A key advantage of using a separate credit card for business expenses prevents the commingling of personal and business expenses, Michael Slack, lead tax research analyst at The Tax Institute at H&R Block, said.
“Though use of a separate account for business purposes is not required, one question the IRS often asks when examining small businesses is if separate accounts were utilized for business and personal expenses. Using one account for both only leads to the potential for more scrutiny on the items claimed as deductions,” Slack said.
Startup success story: the quest for financing
Many entrepreneurs face challenges accessing startup capital. Small business loans can be tough for entrepreneurs with no business credit history to acquire. Some entrepreneurs, out of necessity, turn to business credit cards to fill that gap.
“When we launched our business two years ago, we had no money and no outside capital to get started,” Bryan Clayton, CEO of GreenPal, a self-described “Uber for lawn care” company, said.
Like most tech startups, they went on the fundraising circuit talking to angel investors and venture capitalists begging for money, Clayton said. After being told no over 40 times, he turned to a business credit card to fund his startup costs.
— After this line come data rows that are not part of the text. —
//! DETR object detector via ONNX Runtime.
//!
//! Runs a DETR (DEtection TRansformer) model and keeps only
//! person-labeled detections: the face region is taken to be the first
//! qualifying detection in the model's native query order.

use crate::types::{BoundingBox, Detection, RgbFrame};
use ndarray::Array4;
use ort::session::Session;
use ort::value::TensorRef;
use std::path::Path;
use thiserror::Error;

// --- Named constants (no magic numbers) ---
const DETR_INPUT_SIZE: usize = 640;
/// 91 COCO classes plus the trailing "no object" slot.
const DETR_CLASS_COUNT: usize = 92;
const DETR_NO_OBJECT: usize = 91;
const DETR_CONFIDENCE_THRESHOLD: f32 = 0.5;
const PERSON_LABEL: &str = "person";
const IMAGENET_MEAN: [f32; 3] = [0.485, 0.456, 0.406];
const IMAGENET_STD: [f32; 3] = [0.229, 0.224, 0.225];

/// COCO-91 label table. Index 0 and the gaps are unused slots in the
/// original annotation scheme.
const COCO_LABELS: [&str; 91] = [
    "N/A", "person", "bicycle", "car", "motorcycle", "airplane", "bus", "train", "truck", "boat",
    "traffic light", "fire hydrant", "N/A", "stop sign", "parking meter", "bench", "bird", "cat",
    "dog", "horse", "sheep", "cow", "elephant", "bear", "zebra", "giraffe", "N/A", "backpack",
    "umbrella", "N/A", "N/A", "handbag", "tie", "suitcase", "frisbee", "skis", "snowboard",
    "sports ball", "kite", "baseball bat", "baseball glove", "skateboard", "surfboard",
    "tennis racket", "bottle", "N/A", "wine glass", "cup", "fork", "knife", "spoon", "bowl",
    "banana", "apple", "sandwich", "orange", "broccoli", "carrot", "hot dog", "pizza", "donut",
    "cake", "chair", "couch", "potted plant", "bed", "N/A", "dining table", "N/A", "N/A",
    "toilet", "N/A", "tv", "laptop", "mouse", "remote", "keyboard", "cell phone", "microwave",
    "oven", "toaster", "sink", "refrigerator", "N/A", "book", "clock", "vase", "scissors",
    "teddy bear", "hair drier", "toothbrush",
];

#[derive(Error, Debug)]
pub enum DetectorError {
    #[error("model file not found: {0} — export detr-resnet-50 to ONNX and place it there")]
    ModelNotFound(String),
    #[error("inference failed: {0}")]
    InferenceFailed(String),
    #[error("ort: {0}")]
    Ort(#[from] ort::Error),
}

/// Abstract face locator: zero or one region believed to contain a face.
///
/// Production uses [`OnnxDetector`]; tests substitute a scripted double.
pub trait Detector {
    fn detect(&mut self, frame: &RgbFrame) -> Result<Option<BoundingBox>, DetectorError>;
}

/// Output tensor indices: (logits, boxes).
type OutputIndices = (usize, usize);

/// DETR-based person detector.
pub struct OnnxDetector {
    session: Session,
    /// (logits, pred_boxes) output positions, discovered by name at load
    /// time with a positional fallback.
    output_indices: OutputIndices,
}

impl OnnxDetector {
    /// Load the DETR ONNX model from the given path.
    ///
    /// Loading is expensive; the composition root constructs one detector
    /// and keeps it alive for the process lifetime.
    pub fn load(model_path: &str) -> Result<Self, DetectorError> {
        if !Path::new(model_path).exists() {
            return Err(DetectorError::ModelNotFound(model_path.to_string()));
        }

        let session = Session::builder()?
            .with_intra_threads(2)?
            .commit_from_file(model_path)?;

        let output_names: Vec<String> = session
            .outputs()
            .iter()
            .map(|o| o.name().to_string())
            .collect();

        tracing::info!(
            path = model_path,
            inputs = ?session.inputs().iter().map(|i| (i.name(), i.dtype())).collect::<Vec<_>>(),
            outputs = ?output_names,
            "loaded DETR model"
        );

        if output_names.len() < 2 {
            return Err(DetectorError::InferenceFailed(format!(
                "DETR model requires 2 outputs (logits, pred_boxes), got {}",
                output_names.len()
            )));
        }

        let output_indices = discover_output_indices(&output_names);
        tracing::debug!(?output_indices, "DETR output tensor mapping");

        Ok(Self {
            session,
            output_indices,
        })
    }

    /// Run detection, returning every detection above the confidence
    /// threshold in the model's native query order.
    ///
    /// No NMS and no confidence sort: the downstream policy is "first
    /// qualifying region wins", so the native order is the contract.
    pub fn detect_objects(&mut self, frame: &RgbFrame) -> Result<Vec<Detection>, DetectorError> {
        let input = preprocess(frame);

        let outputs = self
            .session
            .run(ort::inputs![TensorRef::from_array_view(input.view())?])?;

        let (logits_idx, boxes_idx) = self.output_indices;

        let (_, logits) = outputs[logits_idx]
            .try_extract_tensor::<f32>()
            .map_err(|e| DetectorError::InferenceFailed(format!("logits: {e}")))?;
        let (_, boxes) = outputs[boxes_idx]
            .try_extract_tensor::<f32>()
            .map_err(|e| DetectorError::InferenceFailed(format!("pred_boxes: {e}")))?;

        if logits.len() % DETR_CLASS_COUNT != 0 {
            return Err(DetectorError::InferenceFailed(format!(
                "logits length {} is not a multiple of {DETR_CLASS_COUNT} classes",
                logits.len()
            )));
        }
        let queries = logits.len() / DETR_CLASS_COUNT;
        if boxes.len() < queries * 4 {
            return Err(DetectorError::InferenceFailed(format!(
                "pred_boxes length {} too short for {queries} queries",
                boxes.len()
            )));
        }

        let detections = decode_queries(
            logits,
            boxes,
            queries,
            frame.width,
            frame.height,
            DETR_CONFIDENCE_THRESHOLD,
        );

        tracing::debug!(
            queries,
            kept = detections.len(),
            "DETR decode complete"
        );

        Ok(detections)
    }
}

impl Detector for OnnxDetector {
    fn detect(&mut self, frame: &RgbFrame) -> Result<Option<BoundingBox>, DetectorError> {
        let detections = self.detect_objects(frame)?;
        Ok(first_person(detections))
    }
}

/// Keep the first person-labeled detection in native output order.
fn first_person(detections: Vec<Detection>) -> Option<BoundingBox> {
    detections
        .into_iter()
        .find(|d| d.label == PERSON_LABEL)
        .map(|d| d.bbox)
}

/// Discover output tensor ordering by name.
///
/// DETR exports commonly name the tensors "logits" and "pred_boxes";
/// generic exports fall back to positional ordering [0]=logits,
/// [1]=pred_boxes.
fn discover_output_indices(names: &[String]) -> OutputIndices {
    let logits = names.iter().position(|n| n == "logits");
    let boxes = names.iter().position(|n| n == "pred_boxes");

    match (logits, boxes) {
        (Some(l), Some(b)) => {
            tracing::info!("DETR: using name-based output tensor mapping");
            (l, b)
        }
        _ => {
            tracing::info!(
                ?names,
                "DETR: output names not recognized, using positional mapping [0]=logits, [1]=pred_boxes"
            );
            (0, 1)
        }
    }
}

/// Decode per-query class scores and boxes into thresholded detections.
fn decode_queries(
    logits: &[f32],
    boxes: &[f32],
    queries: usize,
    frame_width: u32,
    frame_height: u32,
    threshold: f32,
) -> Vec<Detection> {
    let mut detections = Vec::new();

    for q in 0..queries {
        let class_logits = &logits[q * DETR_CLASS_COUNT..(q + 1) * DETR_CLASS_COUNT];
        let probs = softmax(class_logits);

        // Best real class; the no-object slot only absorbs probability mass.
        let mut best_class = 0usize;
        let mut best_prob = f32::NEG_INFINITY;
        for (class, &prob) in probs.iter().enumerate().take(DETR_NO_OBJECT) {
            if prob > best_prob {
                best_prob = prob;
                best_class = class;
            }
        }

        if best_prob <= threshold {
            continue;
        }

        let bbox = decode_box(&boxes[q * 4..q * 4 + 4], frame_width, frame_height);
        detections.push(Detection {
            label: COCO_LABELS[best_class].to_string(),
            score: best_prob,
            bbox,
        });
    }

    detections
}

/// Numerically stable softmax.
fn softmax(logits: &[f32]) -> Vec<f32> {
    let max = logits.iter().copied().fold(f32::NEG_INFINITY, f32::max);
    let exps: Vec<f32> = logits.iter().map(|&l| (l - max).exp()).collect();
    let sum: f32 = exps.iter().sum();
    exps.into_iter().map(|e| e / sum).collect()
}

/// Convert a normalized (cx, cy, w, h) box to absolute pixel xyxy,
/// clamped to the frame.
fn decode_box(cxcywh: &[f32], frame_width: u32, frame_height: u32) -> BoundingBox {
    let (cx, cy, w, h) = (cxcywh[0], cxcywh[1], cxcywh[2], cxcywh[3]);
    let fw = frame_width as f32;
    let fh = frame_height as f32;

    BoundingBox {
        xmin: ((cx - w / 2.0) * fw).clamp(0.0, fw),
        ymin: ((cy - h / 2.0) * fh).clamp(0.0, fh),
        xmax: ((cx + w / 2.0) * fw).clamp(0.0, fw),
        ymax: ((cy + h / 2.0) * fh).clamp(0.0, fh),
    }
}

/// Preprocess a frame into a normalized NCHW float tensor.
///
/// Stretch-resizes to the fixed DETR input with bilinear interpolation;
/// box outputs are normalized to the input, so they map back to the
/// original frame by its own dimensions.
fn preprocess(frame: &RgbFrame) -> Array4<f32> {
    let src_w = frame.width as usize;
    let src_h = frame.height as usize;
    let size = DETR_INPUT_SIZE;

    let mut tensor = Array4::<f32>::zeros((1, 3, size, size));
    if src_w == 0 || src_h == 0 {
        return tensor;
    }

    let scale_x = src_w as f32 / size as f32;
    let scale_y = src_h as f32 / size as f32;

    for y in 0..size {
        let src_y = (y as f32 + 0.5) * scale_y - 0.5;
        let y0 = (src_y.floor() as i32).clamp(0, src_h as i32 - 1) as usize;
        let y1 = (y0 + 1).min(src_h - 1);
        let fy = (src_y - src_y.floor()).clamp(0.0, 1.0);

        for x in 0..size {
            let src_x = (x as f32 + 0.5) * scale_x - 0.5;
            let x0 = (src_x.floor() as i32).clamp(0, src_w as i32 - 1) as usize;
            let x1 = (x0 + 1).min(src_w - 1);
            let fx = (src_x - src_x.floor()).clamp(0.0, 1.0);

            for channel in 0..3 {
                let tl = frame.channel_at(x0, y0, channel) as f32;
                let tr = frame.channel_at(x1, y0, channel) as f32;
                let bl = frame.channel_at(x0, y1, channel) as f32;
                let br = frame.channel_at(x1, y1, channel) as f32;

                let val = tl * (1.0 - fx) * (1.0 - fy)
                    + tr * fx * (1.0 - fy)
                    + bl * (1.0 - fx) * fy
                    + br * fx * fy;

                tensor[[0, channel, y, x]] =
                    (val / 255.0 - IMAGENET_MEAN[channel]) / IMAGENET_STD[channel];
            }
        }
    }

    tensor
}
“I was fortunate enough to get a business credit card, and this enabled my team to tap an unsecured line of credit for $85,000 to get our business started. We went this route versus a personal credit card because we could only secure $25,000 on a personal card and we needed $80 to $90,000 to fund our first six months and get our beta version of our app built,” Clayton said.
GreenPal paid off the credit card debt in the first year. This year, the firm is projected to surpass $3 million in annual revenue, Clayton said. Looking back, he’s glad the investors said no.
“With their capital, they would have owned and controlled 30 percent of our business. Because we are self-funded, my co-founders and I own it all,” Clayton said.
Entrepreneurs miss out
There is a knowledge gap about the tax deductions and benefits surrounding business credit cards, the CompareCards survey found.
- Fifty five percent of gig economy workers don’t know that tax deductions are available for business credit card fees (e.g., annual fee, late fee, etc.)
- Forty four percent of small business owners didn’t know that “the fees business’ pay to accept payment from a customer’s credit card are tax deductible”
Recipe for success
For Clayton, entrepreneurship has meant the “opportunity to live out my ‘why.’” He has been in the landscaping industry for 15 years after he started cutting grass in high school. Clayton grew his first company to over 100 people.
“Creating something bigger than myself was a fulfilling experience. Our company created prosperity for our people and that’s why we did what we did. This became our company’s purpose, our ‘why.’ Now with GreenPal, I get to live out my ‘why’ by helping small lawn care services grow their business by giving them the opportunity and a platform to grow their business with less headaches,” Clayton said.
Advice for entrepreneurs
Know your value proposition.
“One big mistake entrepreneurs make when starting a new business is their failure to understand their value proposition,” Clayton said. “What is it about their product, service and offer that compels people to say yes? Until they know this, any marketing efforts or spend in any channels will be like pouring gasoline on wet leaves… Nailing your value prop first is crucial.”
Osman added: “Hustle, but not forever. At the beginning, you’ll be working twice as hard to get things going, but eventually, your work should taper off. Working 12 hour days and weekends is not a life, no matter how much you love what you’re doing.”